Only a slice of the listing below is wanted. Retype the lines from the one containing "pub fn validate_for_puta(&self)" through the one containing "contains no keys.", exactly, both ends included.

● **Data shown**
_ _ _ _ _

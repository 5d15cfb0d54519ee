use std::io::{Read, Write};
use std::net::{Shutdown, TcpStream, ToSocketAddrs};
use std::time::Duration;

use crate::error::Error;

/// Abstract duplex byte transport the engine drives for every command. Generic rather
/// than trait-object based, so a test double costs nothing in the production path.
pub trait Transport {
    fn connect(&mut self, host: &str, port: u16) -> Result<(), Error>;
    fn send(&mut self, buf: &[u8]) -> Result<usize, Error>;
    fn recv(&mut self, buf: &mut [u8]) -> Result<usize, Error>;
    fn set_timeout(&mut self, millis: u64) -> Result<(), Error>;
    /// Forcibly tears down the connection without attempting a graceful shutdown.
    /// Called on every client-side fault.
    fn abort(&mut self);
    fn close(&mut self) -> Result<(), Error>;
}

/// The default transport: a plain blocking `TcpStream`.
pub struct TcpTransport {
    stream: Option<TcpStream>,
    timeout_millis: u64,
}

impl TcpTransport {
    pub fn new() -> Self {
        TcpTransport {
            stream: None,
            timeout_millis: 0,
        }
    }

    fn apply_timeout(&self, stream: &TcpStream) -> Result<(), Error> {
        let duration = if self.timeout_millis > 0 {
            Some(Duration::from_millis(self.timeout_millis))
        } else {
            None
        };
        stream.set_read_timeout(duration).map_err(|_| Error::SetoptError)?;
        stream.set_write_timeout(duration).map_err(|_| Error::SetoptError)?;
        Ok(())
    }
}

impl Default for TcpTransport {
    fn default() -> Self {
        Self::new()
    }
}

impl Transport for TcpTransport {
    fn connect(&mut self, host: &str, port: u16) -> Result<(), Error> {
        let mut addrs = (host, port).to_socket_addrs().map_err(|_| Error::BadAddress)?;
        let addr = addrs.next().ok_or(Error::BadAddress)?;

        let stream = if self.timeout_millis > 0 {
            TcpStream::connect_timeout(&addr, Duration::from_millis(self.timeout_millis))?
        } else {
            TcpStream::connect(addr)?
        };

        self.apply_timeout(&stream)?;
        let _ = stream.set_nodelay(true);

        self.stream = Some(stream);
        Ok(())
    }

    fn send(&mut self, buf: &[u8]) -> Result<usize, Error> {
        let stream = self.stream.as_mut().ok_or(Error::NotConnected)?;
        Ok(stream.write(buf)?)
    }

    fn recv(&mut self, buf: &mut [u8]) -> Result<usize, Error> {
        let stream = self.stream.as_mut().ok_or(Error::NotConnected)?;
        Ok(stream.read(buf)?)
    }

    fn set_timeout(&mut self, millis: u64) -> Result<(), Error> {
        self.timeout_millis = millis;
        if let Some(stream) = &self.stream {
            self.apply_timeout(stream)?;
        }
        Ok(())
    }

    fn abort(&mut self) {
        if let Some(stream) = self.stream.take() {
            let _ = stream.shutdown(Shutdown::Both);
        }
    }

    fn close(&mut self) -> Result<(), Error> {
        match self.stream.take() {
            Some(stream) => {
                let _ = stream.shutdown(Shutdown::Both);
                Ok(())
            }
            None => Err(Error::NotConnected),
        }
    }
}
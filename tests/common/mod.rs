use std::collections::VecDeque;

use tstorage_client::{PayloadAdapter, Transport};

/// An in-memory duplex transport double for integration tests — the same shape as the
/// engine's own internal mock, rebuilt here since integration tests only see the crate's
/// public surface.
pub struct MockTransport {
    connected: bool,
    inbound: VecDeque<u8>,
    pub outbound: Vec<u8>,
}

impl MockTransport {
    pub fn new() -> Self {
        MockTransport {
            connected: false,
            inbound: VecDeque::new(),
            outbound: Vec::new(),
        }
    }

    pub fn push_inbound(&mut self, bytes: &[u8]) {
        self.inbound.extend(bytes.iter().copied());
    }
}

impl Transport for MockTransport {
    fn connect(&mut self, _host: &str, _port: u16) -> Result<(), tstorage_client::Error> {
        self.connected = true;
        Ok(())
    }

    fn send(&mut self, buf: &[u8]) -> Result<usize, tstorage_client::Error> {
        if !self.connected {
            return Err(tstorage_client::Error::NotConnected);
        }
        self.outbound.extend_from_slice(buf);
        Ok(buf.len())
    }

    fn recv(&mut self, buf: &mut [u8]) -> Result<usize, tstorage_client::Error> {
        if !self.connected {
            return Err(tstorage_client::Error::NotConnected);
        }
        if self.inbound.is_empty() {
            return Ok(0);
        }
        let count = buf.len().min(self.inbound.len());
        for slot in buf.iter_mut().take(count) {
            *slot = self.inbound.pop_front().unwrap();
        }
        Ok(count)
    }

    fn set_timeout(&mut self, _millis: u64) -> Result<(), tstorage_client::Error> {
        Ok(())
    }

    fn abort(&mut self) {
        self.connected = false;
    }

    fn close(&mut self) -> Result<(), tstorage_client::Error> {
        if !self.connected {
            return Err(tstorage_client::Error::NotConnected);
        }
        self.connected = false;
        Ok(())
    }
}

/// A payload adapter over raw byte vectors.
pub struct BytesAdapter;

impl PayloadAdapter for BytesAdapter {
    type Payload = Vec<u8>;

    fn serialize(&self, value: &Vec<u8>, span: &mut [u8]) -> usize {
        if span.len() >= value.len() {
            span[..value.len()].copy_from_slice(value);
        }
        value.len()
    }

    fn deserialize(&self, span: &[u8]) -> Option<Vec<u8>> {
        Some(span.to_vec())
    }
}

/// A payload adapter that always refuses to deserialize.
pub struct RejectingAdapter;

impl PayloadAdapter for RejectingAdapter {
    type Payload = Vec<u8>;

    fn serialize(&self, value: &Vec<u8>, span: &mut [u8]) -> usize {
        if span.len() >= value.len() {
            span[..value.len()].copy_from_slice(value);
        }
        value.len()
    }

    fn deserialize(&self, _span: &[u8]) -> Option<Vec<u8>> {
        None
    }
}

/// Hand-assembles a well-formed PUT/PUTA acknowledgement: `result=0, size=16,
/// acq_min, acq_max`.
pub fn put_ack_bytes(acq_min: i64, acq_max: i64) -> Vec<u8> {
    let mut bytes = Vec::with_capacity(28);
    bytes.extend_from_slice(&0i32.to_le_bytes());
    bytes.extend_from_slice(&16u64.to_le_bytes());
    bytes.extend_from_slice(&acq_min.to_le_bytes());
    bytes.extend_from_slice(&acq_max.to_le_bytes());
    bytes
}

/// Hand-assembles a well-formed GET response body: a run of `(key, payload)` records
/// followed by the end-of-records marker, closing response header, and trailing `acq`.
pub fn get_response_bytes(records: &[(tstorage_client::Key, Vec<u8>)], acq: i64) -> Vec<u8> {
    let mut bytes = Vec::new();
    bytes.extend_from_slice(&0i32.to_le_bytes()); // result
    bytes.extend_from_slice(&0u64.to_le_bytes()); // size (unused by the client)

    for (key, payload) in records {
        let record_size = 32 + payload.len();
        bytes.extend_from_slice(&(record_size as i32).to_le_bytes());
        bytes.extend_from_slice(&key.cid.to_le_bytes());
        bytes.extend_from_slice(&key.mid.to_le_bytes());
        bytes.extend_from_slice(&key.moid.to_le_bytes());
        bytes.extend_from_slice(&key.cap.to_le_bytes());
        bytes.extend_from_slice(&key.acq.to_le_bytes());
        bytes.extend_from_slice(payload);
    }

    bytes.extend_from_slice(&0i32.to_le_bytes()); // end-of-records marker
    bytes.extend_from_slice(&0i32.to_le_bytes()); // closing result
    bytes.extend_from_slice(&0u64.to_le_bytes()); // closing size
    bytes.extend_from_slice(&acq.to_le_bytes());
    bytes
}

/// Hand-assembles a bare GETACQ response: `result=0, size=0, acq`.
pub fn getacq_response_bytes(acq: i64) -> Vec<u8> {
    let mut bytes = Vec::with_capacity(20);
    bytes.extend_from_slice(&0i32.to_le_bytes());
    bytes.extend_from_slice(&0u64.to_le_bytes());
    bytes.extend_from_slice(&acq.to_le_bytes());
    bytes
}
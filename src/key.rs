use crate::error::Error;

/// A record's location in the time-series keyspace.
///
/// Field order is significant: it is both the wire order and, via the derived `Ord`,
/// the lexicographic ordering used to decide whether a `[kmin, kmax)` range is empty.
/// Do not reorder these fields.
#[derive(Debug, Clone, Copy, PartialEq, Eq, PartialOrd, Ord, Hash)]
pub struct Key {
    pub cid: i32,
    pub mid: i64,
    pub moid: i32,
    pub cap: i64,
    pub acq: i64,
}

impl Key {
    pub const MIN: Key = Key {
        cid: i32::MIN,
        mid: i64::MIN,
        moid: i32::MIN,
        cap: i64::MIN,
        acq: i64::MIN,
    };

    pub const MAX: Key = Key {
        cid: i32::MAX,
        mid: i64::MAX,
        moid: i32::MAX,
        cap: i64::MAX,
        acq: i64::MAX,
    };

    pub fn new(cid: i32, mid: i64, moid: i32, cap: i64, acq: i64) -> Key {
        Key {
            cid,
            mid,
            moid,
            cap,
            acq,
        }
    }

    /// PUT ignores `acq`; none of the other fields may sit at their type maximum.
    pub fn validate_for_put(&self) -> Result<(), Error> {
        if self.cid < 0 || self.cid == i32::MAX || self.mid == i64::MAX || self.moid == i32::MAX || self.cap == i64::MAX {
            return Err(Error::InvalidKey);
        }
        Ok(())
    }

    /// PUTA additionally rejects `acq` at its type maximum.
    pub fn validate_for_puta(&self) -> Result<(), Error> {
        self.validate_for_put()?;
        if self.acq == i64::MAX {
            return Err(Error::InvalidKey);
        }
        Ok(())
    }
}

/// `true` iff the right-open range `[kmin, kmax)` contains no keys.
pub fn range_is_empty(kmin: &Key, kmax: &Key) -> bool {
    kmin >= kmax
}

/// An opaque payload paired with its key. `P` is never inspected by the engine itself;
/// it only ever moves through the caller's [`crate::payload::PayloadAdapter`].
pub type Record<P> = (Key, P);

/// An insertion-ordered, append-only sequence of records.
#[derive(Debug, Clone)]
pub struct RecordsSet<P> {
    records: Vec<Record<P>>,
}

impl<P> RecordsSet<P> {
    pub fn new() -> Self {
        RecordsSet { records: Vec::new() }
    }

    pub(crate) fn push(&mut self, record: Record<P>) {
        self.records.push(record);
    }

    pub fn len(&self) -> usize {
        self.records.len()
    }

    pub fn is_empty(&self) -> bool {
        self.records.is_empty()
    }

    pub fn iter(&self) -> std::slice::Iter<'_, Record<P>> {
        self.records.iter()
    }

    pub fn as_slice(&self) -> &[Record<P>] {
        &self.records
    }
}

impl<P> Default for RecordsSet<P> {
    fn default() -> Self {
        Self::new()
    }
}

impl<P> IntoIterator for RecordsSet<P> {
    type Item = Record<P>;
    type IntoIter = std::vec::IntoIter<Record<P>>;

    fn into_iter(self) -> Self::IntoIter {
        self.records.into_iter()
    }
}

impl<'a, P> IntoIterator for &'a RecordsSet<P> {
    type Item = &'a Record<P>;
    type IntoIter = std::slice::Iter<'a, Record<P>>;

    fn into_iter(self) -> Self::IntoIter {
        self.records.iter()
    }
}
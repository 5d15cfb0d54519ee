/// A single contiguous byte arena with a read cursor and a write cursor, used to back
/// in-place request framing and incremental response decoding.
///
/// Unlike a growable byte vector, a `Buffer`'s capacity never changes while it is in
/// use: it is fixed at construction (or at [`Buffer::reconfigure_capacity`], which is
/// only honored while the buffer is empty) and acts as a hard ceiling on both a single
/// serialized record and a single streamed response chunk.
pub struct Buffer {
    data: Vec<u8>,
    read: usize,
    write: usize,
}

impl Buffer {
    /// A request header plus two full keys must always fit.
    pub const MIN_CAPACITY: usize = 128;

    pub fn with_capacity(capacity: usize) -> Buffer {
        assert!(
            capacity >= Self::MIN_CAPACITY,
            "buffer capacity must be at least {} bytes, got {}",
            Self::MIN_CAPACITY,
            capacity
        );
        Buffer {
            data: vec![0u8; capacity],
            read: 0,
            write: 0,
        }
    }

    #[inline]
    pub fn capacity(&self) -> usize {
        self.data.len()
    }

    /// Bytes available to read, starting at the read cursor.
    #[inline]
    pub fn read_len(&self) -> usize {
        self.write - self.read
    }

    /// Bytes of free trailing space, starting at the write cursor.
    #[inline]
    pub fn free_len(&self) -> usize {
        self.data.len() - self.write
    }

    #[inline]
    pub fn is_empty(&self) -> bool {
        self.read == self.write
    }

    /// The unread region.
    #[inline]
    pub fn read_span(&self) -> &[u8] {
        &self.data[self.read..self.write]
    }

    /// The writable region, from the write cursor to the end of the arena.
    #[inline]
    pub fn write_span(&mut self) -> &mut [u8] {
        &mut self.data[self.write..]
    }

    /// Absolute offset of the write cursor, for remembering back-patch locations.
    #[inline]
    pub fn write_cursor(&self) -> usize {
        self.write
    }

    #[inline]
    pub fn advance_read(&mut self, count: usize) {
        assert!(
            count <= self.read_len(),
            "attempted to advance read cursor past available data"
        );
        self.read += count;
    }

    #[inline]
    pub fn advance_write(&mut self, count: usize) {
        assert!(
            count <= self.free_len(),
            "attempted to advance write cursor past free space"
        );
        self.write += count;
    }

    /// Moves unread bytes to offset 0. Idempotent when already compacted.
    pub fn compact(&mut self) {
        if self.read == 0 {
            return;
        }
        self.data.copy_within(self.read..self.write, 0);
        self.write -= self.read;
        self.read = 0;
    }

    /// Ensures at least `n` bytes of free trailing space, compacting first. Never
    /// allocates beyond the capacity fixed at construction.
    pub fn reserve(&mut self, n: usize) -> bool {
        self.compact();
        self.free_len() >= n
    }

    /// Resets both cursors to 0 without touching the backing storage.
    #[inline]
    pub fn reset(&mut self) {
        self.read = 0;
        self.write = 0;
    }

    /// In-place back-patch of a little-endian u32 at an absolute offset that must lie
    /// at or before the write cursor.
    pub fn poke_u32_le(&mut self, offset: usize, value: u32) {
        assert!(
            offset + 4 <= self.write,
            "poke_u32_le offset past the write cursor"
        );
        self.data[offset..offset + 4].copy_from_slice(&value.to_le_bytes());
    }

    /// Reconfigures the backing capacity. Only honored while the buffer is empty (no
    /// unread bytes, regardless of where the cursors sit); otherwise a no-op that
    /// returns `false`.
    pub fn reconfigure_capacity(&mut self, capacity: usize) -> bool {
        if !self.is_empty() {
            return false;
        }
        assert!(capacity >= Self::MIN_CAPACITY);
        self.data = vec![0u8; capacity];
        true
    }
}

_ _ _ _ _

● **Response below**
    pub fn validate_for_puta(&self) -> Result<(), Error> {
        self.validate_for_put()?;
        if self.acq == i64::MAX {
            return Err(Error::InvalidKey);
        }
        Ok(())
    }
}

/// `true` iff the right-open range `[kmin, kmax)` contains no keys.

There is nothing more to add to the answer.